List all the lines in these records that hold "RequestIdentifier".

> Information supplied:
== Segment start ==
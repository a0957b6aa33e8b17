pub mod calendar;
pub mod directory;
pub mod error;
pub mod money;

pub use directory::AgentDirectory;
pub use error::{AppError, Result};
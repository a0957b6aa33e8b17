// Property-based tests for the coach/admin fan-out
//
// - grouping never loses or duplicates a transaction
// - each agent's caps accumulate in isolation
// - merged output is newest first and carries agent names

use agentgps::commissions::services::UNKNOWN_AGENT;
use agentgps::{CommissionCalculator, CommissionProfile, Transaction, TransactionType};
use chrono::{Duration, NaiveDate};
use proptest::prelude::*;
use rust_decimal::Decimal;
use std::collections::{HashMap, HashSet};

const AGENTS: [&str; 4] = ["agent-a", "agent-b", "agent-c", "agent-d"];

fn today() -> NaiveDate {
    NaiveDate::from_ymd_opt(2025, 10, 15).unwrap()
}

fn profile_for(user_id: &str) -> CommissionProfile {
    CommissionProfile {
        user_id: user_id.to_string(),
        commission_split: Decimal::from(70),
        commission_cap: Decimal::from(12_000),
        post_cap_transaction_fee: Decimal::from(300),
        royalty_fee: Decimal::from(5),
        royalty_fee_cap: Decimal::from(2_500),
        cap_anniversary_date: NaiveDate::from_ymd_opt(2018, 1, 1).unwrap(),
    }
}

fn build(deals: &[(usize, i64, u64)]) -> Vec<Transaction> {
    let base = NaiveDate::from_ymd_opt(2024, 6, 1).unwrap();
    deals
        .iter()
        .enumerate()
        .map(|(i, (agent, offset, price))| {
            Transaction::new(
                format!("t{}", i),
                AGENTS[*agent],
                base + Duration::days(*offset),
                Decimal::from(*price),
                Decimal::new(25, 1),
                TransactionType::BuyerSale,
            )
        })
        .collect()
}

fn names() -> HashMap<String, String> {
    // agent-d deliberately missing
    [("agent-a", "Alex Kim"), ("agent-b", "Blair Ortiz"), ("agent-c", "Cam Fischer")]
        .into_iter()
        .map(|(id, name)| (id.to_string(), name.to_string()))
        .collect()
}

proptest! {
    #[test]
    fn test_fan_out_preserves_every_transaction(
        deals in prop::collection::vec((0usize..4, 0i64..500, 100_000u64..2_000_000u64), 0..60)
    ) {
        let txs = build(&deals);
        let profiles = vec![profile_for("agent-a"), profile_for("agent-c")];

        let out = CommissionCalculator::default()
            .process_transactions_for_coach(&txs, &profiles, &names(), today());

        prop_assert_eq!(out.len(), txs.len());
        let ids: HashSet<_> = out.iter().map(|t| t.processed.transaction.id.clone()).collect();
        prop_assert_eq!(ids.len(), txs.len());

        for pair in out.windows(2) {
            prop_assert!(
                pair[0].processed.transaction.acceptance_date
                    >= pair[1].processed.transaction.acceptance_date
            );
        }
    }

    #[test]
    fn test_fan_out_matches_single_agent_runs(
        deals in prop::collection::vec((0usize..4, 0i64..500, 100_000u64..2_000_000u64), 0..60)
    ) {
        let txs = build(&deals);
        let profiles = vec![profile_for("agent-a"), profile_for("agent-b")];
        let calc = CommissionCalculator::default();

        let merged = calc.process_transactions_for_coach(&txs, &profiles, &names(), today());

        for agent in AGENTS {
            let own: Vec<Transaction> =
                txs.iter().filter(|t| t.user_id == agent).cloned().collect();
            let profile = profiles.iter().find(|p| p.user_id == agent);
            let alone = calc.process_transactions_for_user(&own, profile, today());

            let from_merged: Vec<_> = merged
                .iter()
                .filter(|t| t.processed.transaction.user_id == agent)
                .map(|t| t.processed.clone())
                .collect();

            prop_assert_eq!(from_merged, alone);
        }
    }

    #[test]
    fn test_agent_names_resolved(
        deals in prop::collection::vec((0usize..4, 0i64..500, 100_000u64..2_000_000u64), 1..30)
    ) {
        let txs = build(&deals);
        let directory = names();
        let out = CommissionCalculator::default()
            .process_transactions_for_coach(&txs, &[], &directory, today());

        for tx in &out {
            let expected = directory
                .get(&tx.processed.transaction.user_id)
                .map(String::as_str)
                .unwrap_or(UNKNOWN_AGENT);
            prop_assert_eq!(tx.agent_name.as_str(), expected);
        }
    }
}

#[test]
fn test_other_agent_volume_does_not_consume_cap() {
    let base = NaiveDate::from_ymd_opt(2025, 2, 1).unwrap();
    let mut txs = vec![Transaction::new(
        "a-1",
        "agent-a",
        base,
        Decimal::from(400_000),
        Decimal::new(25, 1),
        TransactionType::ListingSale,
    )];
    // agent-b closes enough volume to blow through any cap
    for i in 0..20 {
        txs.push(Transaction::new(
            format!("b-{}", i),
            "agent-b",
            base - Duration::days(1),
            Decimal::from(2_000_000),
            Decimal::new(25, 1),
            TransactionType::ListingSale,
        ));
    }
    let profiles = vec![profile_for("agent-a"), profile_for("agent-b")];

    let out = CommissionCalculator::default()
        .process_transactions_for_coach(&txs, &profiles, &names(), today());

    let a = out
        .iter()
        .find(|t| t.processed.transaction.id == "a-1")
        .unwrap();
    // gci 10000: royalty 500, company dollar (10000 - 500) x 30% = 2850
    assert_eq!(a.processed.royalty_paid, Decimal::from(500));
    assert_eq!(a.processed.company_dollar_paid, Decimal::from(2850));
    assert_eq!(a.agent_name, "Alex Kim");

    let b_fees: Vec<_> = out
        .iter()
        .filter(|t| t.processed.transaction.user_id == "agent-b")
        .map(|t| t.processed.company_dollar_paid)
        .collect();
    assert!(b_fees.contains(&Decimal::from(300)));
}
== Segment end ==
== Segment start ==
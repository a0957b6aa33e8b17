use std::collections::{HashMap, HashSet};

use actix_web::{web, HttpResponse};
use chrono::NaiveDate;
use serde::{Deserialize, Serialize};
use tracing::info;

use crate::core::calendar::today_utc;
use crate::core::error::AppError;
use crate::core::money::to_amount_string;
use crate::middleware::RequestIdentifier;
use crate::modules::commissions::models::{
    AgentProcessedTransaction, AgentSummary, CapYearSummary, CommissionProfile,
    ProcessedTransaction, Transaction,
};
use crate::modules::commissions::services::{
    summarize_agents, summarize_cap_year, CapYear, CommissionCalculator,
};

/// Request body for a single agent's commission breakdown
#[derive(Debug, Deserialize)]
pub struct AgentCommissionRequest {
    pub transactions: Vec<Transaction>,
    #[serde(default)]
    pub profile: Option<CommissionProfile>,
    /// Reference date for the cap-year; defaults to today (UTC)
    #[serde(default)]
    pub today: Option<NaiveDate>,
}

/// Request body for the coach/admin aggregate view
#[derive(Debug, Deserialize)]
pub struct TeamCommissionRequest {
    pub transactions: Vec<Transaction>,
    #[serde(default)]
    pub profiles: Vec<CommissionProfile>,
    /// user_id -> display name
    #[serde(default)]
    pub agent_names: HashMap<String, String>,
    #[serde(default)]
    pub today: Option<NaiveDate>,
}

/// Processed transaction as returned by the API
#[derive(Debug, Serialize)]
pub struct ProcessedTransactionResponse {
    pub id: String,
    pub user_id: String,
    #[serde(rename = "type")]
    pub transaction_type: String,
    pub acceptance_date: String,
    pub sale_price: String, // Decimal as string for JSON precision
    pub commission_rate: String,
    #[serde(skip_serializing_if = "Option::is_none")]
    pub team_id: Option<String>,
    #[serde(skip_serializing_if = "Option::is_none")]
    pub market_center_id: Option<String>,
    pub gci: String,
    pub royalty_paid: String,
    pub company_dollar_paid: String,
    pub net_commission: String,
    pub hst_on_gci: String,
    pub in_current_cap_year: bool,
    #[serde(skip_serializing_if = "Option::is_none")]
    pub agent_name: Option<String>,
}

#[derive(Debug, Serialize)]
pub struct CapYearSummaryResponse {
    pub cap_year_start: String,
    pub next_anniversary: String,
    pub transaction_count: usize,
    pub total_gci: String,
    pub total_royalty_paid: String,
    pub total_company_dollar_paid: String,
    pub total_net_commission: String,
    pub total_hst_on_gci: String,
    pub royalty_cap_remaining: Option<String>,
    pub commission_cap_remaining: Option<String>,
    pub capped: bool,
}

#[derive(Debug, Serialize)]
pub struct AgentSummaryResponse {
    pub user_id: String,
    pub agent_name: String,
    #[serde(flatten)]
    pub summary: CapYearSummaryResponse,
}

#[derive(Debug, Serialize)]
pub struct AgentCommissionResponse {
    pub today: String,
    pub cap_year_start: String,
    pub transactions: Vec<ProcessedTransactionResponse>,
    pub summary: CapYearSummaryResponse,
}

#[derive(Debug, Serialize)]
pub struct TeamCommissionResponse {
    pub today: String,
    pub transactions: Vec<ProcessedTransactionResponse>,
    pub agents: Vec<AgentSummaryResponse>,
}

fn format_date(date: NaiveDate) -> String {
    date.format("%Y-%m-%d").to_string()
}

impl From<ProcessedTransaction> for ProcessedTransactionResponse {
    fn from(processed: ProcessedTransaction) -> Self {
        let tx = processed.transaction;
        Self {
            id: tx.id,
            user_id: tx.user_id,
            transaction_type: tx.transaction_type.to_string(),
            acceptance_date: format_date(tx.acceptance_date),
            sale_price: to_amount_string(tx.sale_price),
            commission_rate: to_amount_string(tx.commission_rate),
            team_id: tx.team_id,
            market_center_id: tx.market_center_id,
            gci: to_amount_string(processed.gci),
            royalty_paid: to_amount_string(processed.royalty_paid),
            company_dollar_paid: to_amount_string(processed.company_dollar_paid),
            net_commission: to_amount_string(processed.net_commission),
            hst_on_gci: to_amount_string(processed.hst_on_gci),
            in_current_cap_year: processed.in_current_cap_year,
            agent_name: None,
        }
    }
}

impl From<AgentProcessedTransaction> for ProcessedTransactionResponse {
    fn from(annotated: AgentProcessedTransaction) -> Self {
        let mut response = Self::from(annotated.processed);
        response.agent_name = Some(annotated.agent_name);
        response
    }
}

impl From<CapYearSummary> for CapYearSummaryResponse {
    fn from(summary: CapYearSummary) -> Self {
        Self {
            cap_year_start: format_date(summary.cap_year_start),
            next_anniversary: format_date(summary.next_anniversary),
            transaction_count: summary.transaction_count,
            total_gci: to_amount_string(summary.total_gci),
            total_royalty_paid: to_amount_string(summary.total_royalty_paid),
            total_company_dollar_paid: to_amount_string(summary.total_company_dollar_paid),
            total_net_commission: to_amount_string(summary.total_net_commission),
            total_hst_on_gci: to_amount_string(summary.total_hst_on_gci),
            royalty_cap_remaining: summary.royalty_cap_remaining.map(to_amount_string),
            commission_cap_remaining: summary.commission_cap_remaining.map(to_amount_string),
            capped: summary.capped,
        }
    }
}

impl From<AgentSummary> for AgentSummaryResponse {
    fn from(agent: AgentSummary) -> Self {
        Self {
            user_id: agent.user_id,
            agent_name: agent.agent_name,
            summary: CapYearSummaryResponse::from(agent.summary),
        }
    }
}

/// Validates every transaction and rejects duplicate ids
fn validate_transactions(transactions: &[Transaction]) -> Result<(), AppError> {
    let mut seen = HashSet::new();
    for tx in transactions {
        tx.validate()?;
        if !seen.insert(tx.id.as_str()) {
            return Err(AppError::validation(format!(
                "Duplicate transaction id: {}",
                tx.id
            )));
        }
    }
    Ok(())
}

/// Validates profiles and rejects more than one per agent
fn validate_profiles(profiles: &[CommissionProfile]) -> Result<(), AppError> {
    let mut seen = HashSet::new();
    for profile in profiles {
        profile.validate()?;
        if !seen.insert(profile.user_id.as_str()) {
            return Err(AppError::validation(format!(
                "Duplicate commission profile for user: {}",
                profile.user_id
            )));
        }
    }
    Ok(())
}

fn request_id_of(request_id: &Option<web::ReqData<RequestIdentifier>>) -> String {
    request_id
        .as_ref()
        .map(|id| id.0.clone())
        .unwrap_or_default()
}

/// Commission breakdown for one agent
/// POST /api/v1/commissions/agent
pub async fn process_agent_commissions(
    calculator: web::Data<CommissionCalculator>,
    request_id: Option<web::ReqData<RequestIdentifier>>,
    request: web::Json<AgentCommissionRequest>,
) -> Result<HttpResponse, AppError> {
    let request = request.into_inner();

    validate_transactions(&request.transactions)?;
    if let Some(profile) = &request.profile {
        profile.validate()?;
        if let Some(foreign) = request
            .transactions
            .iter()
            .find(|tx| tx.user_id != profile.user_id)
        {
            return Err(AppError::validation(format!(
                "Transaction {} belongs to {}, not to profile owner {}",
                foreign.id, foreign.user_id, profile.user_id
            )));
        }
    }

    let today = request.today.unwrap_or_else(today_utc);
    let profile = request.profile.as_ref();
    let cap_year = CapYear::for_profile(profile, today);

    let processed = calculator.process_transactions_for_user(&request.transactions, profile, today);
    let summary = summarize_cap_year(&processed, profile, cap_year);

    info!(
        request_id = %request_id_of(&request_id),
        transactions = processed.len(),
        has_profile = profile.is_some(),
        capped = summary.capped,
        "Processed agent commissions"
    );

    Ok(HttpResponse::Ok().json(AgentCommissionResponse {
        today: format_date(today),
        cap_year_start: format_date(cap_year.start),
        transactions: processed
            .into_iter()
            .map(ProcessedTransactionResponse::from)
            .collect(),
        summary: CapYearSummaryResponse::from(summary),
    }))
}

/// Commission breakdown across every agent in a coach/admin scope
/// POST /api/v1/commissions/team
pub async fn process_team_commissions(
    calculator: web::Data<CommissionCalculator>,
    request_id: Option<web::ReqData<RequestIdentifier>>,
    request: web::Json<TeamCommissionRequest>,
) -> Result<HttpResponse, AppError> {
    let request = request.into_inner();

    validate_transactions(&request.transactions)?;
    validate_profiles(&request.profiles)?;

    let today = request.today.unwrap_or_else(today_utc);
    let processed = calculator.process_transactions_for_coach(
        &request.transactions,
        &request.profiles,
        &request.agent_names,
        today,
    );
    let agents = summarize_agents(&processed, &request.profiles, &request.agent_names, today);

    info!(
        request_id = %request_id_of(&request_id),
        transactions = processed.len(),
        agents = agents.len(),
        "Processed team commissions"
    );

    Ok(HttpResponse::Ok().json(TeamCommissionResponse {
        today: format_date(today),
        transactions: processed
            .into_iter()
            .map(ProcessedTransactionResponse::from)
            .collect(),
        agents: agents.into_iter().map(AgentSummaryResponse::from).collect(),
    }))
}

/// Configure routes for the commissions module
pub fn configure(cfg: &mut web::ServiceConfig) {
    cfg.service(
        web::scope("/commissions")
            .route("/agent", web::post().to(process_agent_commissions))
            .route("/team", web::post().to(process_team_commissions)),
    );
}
== Segment end ==
> Reply:
use crate::middleware::RequestIdentifier;
fn request_id_of(request_id: &Option<web::ReqData<RequestIdentifier>>) -> String {
    request_id: Option<web::ReqData<RequestIdentifier>>,
    request_id: Option<web::ReqData<RequestIdentifier>>,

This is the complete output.